During the course of benchmarking, the Striker II Formula did not exhibit any quirks detrimental to system stability. That said, all the benchmarks ran normally without glitches. There was, however, a major issue regarding the 0501 BIOS. After changing the BIOS settings and saving the parameters, the board often refused to POST. Luckily, the BIOS still retains the parameters after power has been interrupted. Occasionally, our USB Everglide T-1000 would be lost in the BIOS pages too.

Asus Striker II

Asus dispatched the 0901 BIOS which solved the abnormalities mentioned. Performance appears to have improved too. It made the half-step CPU multiplier work, though not all the time. There's a chance a 9.5X settings boots up as a 9X setting. The half-step multiplier is rather useful for maximizing performance-per-CPU clock, through higher FSB usage.

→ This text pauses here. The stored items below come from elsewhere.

use serial_test::serial;
use std::env;
use std::fs::write;
use std::path::PathBuf;
use tempfile::NamedTempFile;
use transfer_intake::load_config::{load_config, parse_config, resolve_config, WORK_ROOT_ENV};
use transfer_intake_core::config::{FetchConfig, IntakeConfig};

/// A complete config file maps every key onto IntakeConfig.
#[test]
#[serial]
fn test_load_config_full_file() {
    let config_yaml = r#"
work_root: /srv/intake/tmp
work_prefix: sg
link_prefix: "https://files.example.net/get/"
keep_work_dir: true
fetch:
  method: helper
  program: /SG/code/getWeTransferFile.R
tools:
  unzip: /usr/bin/unzip
  seven_zip: /usr/bin/7z
  unrar: /usr/bin/unrar
  file: /usr/bin/file
post_processors:
  - /SG/code/process_incoming_files.R
  - /SG/code/motusIncomingFiles.R
"#;
    let config_file = NamedTempFile::new().expect("temp file");
    write(config_file.path(), config_yaml).unwrap();
    env::remove_var(WORK_ROOT_ENV);

    let config = load_config(config_file.path()).expect("Config should load");

    assert_eq!(config.work_root, PathBuf::from("/srv/intake/tmp"));
    assert_eq!(config.work_prefix, "sg");
    assert_eq!(config.link_prefix, "https://files.example.net/get/");
    assert!(config.keep_work_dir);
    assert_eq!(
        config.fetch,
        FetchConfig::Helper {
            program: PathBuf::from("/SG/code/getWeTransferFile.R")
        }
    );
    assert_eq!(config.tools.seven_zip, PathBuf::from("/usr/bin/7z"));
    assert_eq!(config.post_processors.len(), 2);
}

/// Missing keys fall back to the built-in defaults.
#[test]
#[serial]
fn test_partial_config_keeps_defaults() {
    let config = parse_config("fetch:\n  method: http\ntools:\n  unrar: /opt/unrar\n")
        .expect("Config should parse");
    let defaults = IntakeConfig::default();

    assert_eq!(config.fetch, FetchConfig::Http);
    assert_eq!(config.tools.unrar, PathBuf::from("/opt/unrar"));
    assert_eq!(config.tools.unzip, defaults.tools.unzip);
    assert_eq!(config.link_prefix, defaults.link_prefix);
    assert_eq!(config.post_processors, defaults.post_processors);
}

#[test]
#[serial]
fn test_helper_without_program_uses_default_helper() {
    let config = parse_config("fetch:\n  method: helper\n").unwrap();
    assert_eq!(config.fetch, IntakeConfig::default().fetch);
}

#[test]
#[serial]
fn test_empty_config_is_all_defaults() {
    assert_eq!(parse_config("  \n").unwrap(), IntakeConfig::default());
}

#[test]
#[serial]
fn test_unknown_fetch_method_is_rejected() {
    let err = parse_config("fetch:\n  method: carrier-pigeon\n").unwrap_err();
    assert!(
        format!("{err:#}").contains("parse"),
        "Parse error expected, got: {err:#}"
    );
}

#[test]
#[serial]
fn test_load_config_errors_for_invalid_file() {
    let config_file = NamedTempFile::new().expect("temp file");
    write(config_file.path(), b"not-yaml: [:::").unwrap();

    let err = load_config(config_file.path()).unwrap_err();
    let msg = err.to_string();
    assert!(
        msg.contains("parse") || msg.contains("YAML"),
        "Parse error expected, got: {msg}"
    );
}

#[test]
#[serial]
fn test_load_config_errors_for_missing_file() {
    let err = load_config("/definitely/not/here.yaml").unwrap_err();
    assert!(err.to_string().contains("Failed to read config file"));
}

/// The environment overrides work_root for both file and default configs.
#[test]
#[serial]
fn test_work_root_env_override() {
    let config_file = NamedTempFile::new().expect("temp file");
    write(config_file.path(), "work_root: /from/file\n").unwrap();

    env::set_var(WORK_ROOT_ENV, "/from/env");
    let from_file = load_config(config_file.path()).unwrap();
    let from_defaults = resolve_config(None).unwrap();
    env::remove_var(WORK_ROOT_ENV);

    assert_eq!(from_file.work_root, PathBuf::from("/from/env"));
    assert_eq!(from_defaults.work_root, PathBuf::from("/from/env"));

    let without_env = resolve_config(None).unwrap();
    assert_eq!(without_env.work_root, IntakeConfig::default().work_root);
}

The way Asus's existing BIOS occasionally forgets it's half-step setting is indeed a letdown. Hopefully by the time this review is published, Asus would have worked on the half-step multiplier issue.

Asus Striker II

Blast From The Past

3-Way SLI is a novel concept that successfully increases the fillrate of the graphics subsystem. Where implementation is concerned, NVIDIA has done a great job with the drivers. Current WHQL drivers are already doing well for hardware this new. Asus, as a solution provider, has done a great job breathing new life into the jaded SPP/MCP combination. CPU clocking wise, it does extremely well for "old" silicon. Thanks to an effective CPU GTLref adjustment, the Asus Striker II actually does very well with Quad Core overclocking on the FSB front. The 456MHz FSB wall we achieved on the QX9650 via the Striker II is a fair lot higher than the 440MHz achieved with the Maximus Extreme. If not for the lack of DDRIII support, the Striker II would have easily matched up the performance of current top-of-the-line Intel X38/X48 motherboards.

Who Buys It

If you've got a cupboard full of performance DDR2 memory, and just itching for a Quad Core to overclock, the Striker II may not be very far away from your wishlist. Due to memory bandwidth limitation, the Striker II with it's DDR2 memory will not be able to trounce the best of X38/X48 DDR3 motherboards in the mainstream market. However, given the price of DDR2 memory today, along with Vista's RAM-hogging tendencies, you'd be safe investing in a truckload of memory with a 64-bit OS. If you're running a High Definition display and just itching to play your games on 3-Way SLI, look no further. This board smells of Asus reliability all over. The BIOS quirks and lack of DDR3 support takes a good few points off an otherwise stellar product. Keeping the limitations in mind, the Asus Striker II is a buy indeed.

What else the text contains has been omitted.